Stored entries:
════════════════════
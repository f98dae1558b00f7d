//! End-to-end page flows through the real router: sign-in, dashboard gating,
//! role-specific copy and sign-out.

use reqwest::header::{COOKIE, LOCATION, SET_COOKIE};
use reqwest::redirect::Policy;
use reqwest::StatusCode;
use serde_json::json;
use wiremock::matchers::{method, path, query_param};
use wiremock::{Mock, MockServer, ResponseTemplate};

use researchable::config::{ServerConfig, ServiceConfig};
use researchable::server::{build_router, AppState, SESSION_COOKIE};

async fn spawn_app(service: ServiceConfig) -> String {
    let server = ServerConfig { secure_cookies: false, ..Default::default() };
    let app = build_router(AppState::new(server, service));
    let listener = tokio::net::TcpListener::bind("127.0.0.1:0").await.expect("bind");
    let addr = listener.local_addr().expect("addr");
    tokio::spawn(async move {
        let _ = axum::serve(listener, app).await;
    });
    format!("http://{addr}")
}

fn no_redirects() -> reqwest::Client {
    reqwest::Client::builder().redirect(Policy::none()).build().expect("client")
}

fn session_cookie(resp: &reqwest::Response) -> Option<String> {
    resp.headers()
        .get_all(SET_COOKIE)
        .iter()
        .filter_map(|v| v.to_str().ok())
        .filter_map(|v| v.split(';').next())
        .find(|nv| nv.starts_with(&format!("{SESSION_COOKIE}=")))
        .map(str::to_string)
}

async fn mount_user(server: &MockServer, meta: serde_json::Value) {
    let user = json!({
        "id": "u-1",
        "email": "someone@school.org",
        "user_metadata": meta,
        "created_at": "2024-09-01T10:00:00Z"
    });
    Mock::given(method("POST"))
        .and(path("/auth/v1/token"))
        .and(query_param("grant_type", "password"))
        .respond_with(ResponseTemplate::new(200).set_body_json(json!({
            "access_token": "at-1", "refresh_token": "rt-1", "expires_in": 3600, "user": user.clone()
        })))
        .mount(server)
        .await;
    Mock::given(method("GET"))
        .and(path("/auth/v1/user"))
        .respond_with(ResponseTemplate::new(200).set_body_json(user))
        .mount(server)
        .await;
}

async fn sign_in(http: &reqwest::Client, base: &str) -> String {
    let resp = http
        .post(format!("{base}/auth/signin"))
        .form(&[("email", "someone@school.org"), ("password", "secret1")])
        .send()
        .await
        .unwrap();
    assert_eq!(resp.status(), StatusCode::SEE_OTHER);
    assert_eq!(resp.headers().get(LOCATION).unwrap(), "/dashboard");
    session_cookie(&resp).expect("session cookie")
}

#[tokio::test]
async fn dashboard_without_session_redirects_to_sign_in() {
    let server = MockServer::start().await;
    let base = spawn_app(ServiceConfig::new(Some(server.uri()), Some("anon-key".into()))).await;

    let resp = no_redirects().get(format!("{base}/dashboard")).send().await.unwrap();
    assert_eq!(resp.status(), StatusCode::SEE_OTHER);
    assert_eq!(resp.headers().get(LOCATION).unwrap(), "/auth/signin");
    let body = resp.text().await.unwrap();
    assert!(!body.contains("Welcome"));
    assert!(!body.contains("Dashboard"));
}

#[tokio::test]
async fn dashboard_with_unknown_cookie_redirects() {
    let base = spawn_app(ServiceConfig::default()).await;
    let resp = no_redirects()
        .get(format!("{base}/dashboard"))
        .header(COOKIE, format!("{SESSION_COOKIE}=forged"))
        .send()
        .await
        .unwrap();
    assert_eq!(resp.status(), StatusCode::SEE_OTHER);
    assert_eq!(resp.headers().get(LOCATION).unwrap(), "/auth/signin");
}

#[tokio::test]
async fn teacher_sees_teacher_dashboard() {
    let server = MockServer::start().await;
    mount_user(&server, json!({"full_name": "Ana", "role": "teacher"})).await;
    let base = spawn_app(ServiceConfig::new(Some(server.uri()), Some("anon-key".into()))).await;
    let http = no_redirects();

    let cookie = sign_in(&http, &base).await;
    let resp = http.get(format!("{base}/dashboard")).header(COOKIE, cookie).send().await.unwrap();
    assert_eq!(resp.status(), StatusCode::OK);
    let body = resp.text().await.unwrap();
    assert!(body.contains("Welcome, Ana"));
    assert!(body.contains("Teacher Dashboard"));
    assert!(body.contains("Create Competition"));
}

#[tokio::test]
async fn empty_metadata_sees_student_defaults() {
    let server = MockServer::start().await;
    mount_user(&server, json!({})).await;
    let base = spawn_app(ServiceConfig::new(Some(server.uri()), Some("anon-key".into()))).await;
    let http = no_redirects();

    let cookie = sign_in(&http, &base).await;
    let body = http
        .get(format!("{base}/dashboard"))
        .header(COOKIE, cookie)
        .send()
        .await
        .unwrap()
        .text()
        .await
        .unwrap();
    assert!(body.contains("Welcome, User"));
    assert!(body.contains("Student Dashboard"));
}

#[tokio::test]
async fn dashboard_redirects_when_user_lookup_fails_upstream() {
    let server = MockServer::start().await;
    Mock::given(method("POST"))
        .and(path("/auth/v1/token"))
        .respond_with(ResponseTemplate::new(200).set_body_json(json!({
            "access_token": "at-9", "refresh_token": "rt-9", "expires_in": 3600,
            "user": {"id": "u-9", "user_metadata": {"full_name": "Ana"}}
        })))
        .mount(&server)
        .await;
    Mock::given(method("GET"))
        .and(path("/auth/v1/user"))
        .respond_with(ResponseTemplate::new(503).set_body_json(json!({"message": "upstream unavailable"})))
        .mount(&server)
        .await;
    let base = spawn_app(ServiceConfig::new(Some(server.uri()), Some("anon-key".into()))).await;
    let http = no_redirects();

    let cookie = sign_in(&http, &base).await;
    let resp = http.get(format!("{base}/dashboard")).header(COOKIE, cookie).send().await.unwrap();
    assert_eq!(resp.status(), StatusCode::SEE_OTHER);
    assert_eq!(resp.headers().get(LOCATION).unwrap(), "/auth/signin");
    assert!(!resp.text().await.unwrap().contains("Welcome"));
}

#[tokio::test]
async fn failed_sign_in_renders_inline_error() {
    let server = MockServer::start().await;
    Mock::given(method("POST"))
        .and(path("/auth/v1/token"))
        .respond_with(ResponseTemplate::new(400).set_body_json(json!({"error_description": "Invalid login credentials"})))
        .mount(&server)
        .await;
    let base = spawn_app(ServiceConfig::new(Some(server.uri()), Some("anon-key".into()))).await;

    let resp = no_redirects()
        .post(format!("{base}/auth/signin"))
        .form(&[("email", "someone@school.org"), ("password", "nope")])
        .send()
        .await
        .unwrap();
    assert_eq!(resp.status(), StatusCode::UNAUTHORIZED);
    assert!(session_cookie(&resp).is_none());
    let body = resp.text().await.unwrap();
    assert!(body.contains("Invalid login credentials"));
    assert!(body.contains("value=\"someone@school.org\""));
}

#[tokio::test]
async fn sign_out_without_session_still_goes_home() {
    let base = spawn_app(ServiceConfig::default()).await;
    let resp = no_redirects().post(format!("{base}/auth/signout")).send().await.unwrap();
    assert_eq!(resp.status(), StatusCode::SEE_OTHER);
    assert_eq!(resp.headers().get(LOCATION).unwrap(), "/");
}

#[tokio::test]
async fn sign_out_ignores_upstream_failure_and_ends_session() {
    let server = MockServer::start().await;
    mount_user(&server, json!({"full_name": "Ana"})).await;
    Mock::given(method("POST"))
        .and(path("/auth/v1/logout"))
        .respond_with(ResponseTemplate::new(500).set_body_json(json!({"msg": "boom"})))
        .expect(1)
        .mount(&server)
        .await;
    let base = spawn_app(ServiceConfig::new(Some(server.uri()), Some("anon-key".into()))).await;
    let http = no_redirects();

    let cookie = sign_in(&http, &base).await;
    let resp = http.post(format!("{base}/auth/signout")).header(COOKIE, cookie.clone()).send().await.unwrap();
    assert_eq!(resp.status(), StatusCode::SEE_OTHER);
    assert_eq!(resp.headers().get(LOCATION).unwrap(), "/");
    let cleared = resp.headers().get(SET_COOKIE).unwrap().to_str().unwrap().to_string();
    assert!(cleared.contains("Max-Age=0"));

    let again = http.get(format!("{base}/dashboard")).header(COOKIE, cookie).send().await.unwrap();
    assert_eq!(again.headers().get(LOCATION).unwrap(), "/auth/signin");
}

#[tokio::test]
async fn sign_up_form_preselects_role_from_query() {
    let base = spawn_app(ServiceConfig::default()).await;
    let body = reqwest::get(format!("{base}/auth/signup?role=teacher")).await.unwrap().text().await.unwrap();
    assert!(body.contains("<option value=\"teacher\" selected>"));
}

#[tokio::test]
async fn sign_up_pending_confirmation_page() {
    let server = MockServer::start().await;
    Mock::given(method("POST"))
        .and(path("/auth/v1/signup"))
        .respond_with(ResponseTemplate::new(200).set_body_json(json!({
            "id": "u-7", "email": "new@school.org", "user_metadata": {"role": "student"}, "created_at": "2024-09-01T10:00:00Z"
        })))
        .mount(&server)
        .await;
    let base = spawn_app(ServiceConfig::new(Some(server.uri()), Some("anon-key".into()))).await;

    let resp = no_redirects()
        .post(format!("{base}/auth/signup"))
        .form(&[("email", "new@school.org"), ("password", "secret1"), ("full_name", "Nia"), ("role", "student"), ("grade_level", "4")])
        .send()
        .await
        .unwrap();
    assert_eq!(resp.status(), StatusCode::OK);
    assert!(session_cookie(&resp).is_none());
    assert!(resp.text().await.unwrap().contains("Check your email"));
}

#[tokio::test]
async fn static_routes_render() {
    let base = spawn_app(ServiceConfig::default()).await;
    let home = reqwest::get(format!("{base}/")).await.unwrap();
    assert_eq!(home.status(), StatusCode::OK);
    assert!(home.text().await.unwrap().contains("Making Research Skills"));

    let health = reqwest::get(format!("{base}/healthz")).await.unwrap().text().await.unwrap();
    assert_eq!(health, "researchable ok");

    let missing = reqwest::get(format!("{base}/nowhere")).await.unwrap();
    assert_eq!(missing.status(), StatusCode::NOT_FOUND);
}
════════════════════
Work instructions –
One number is the whole answer: how many lines in the records contain "Invalid".

Exercise result –
2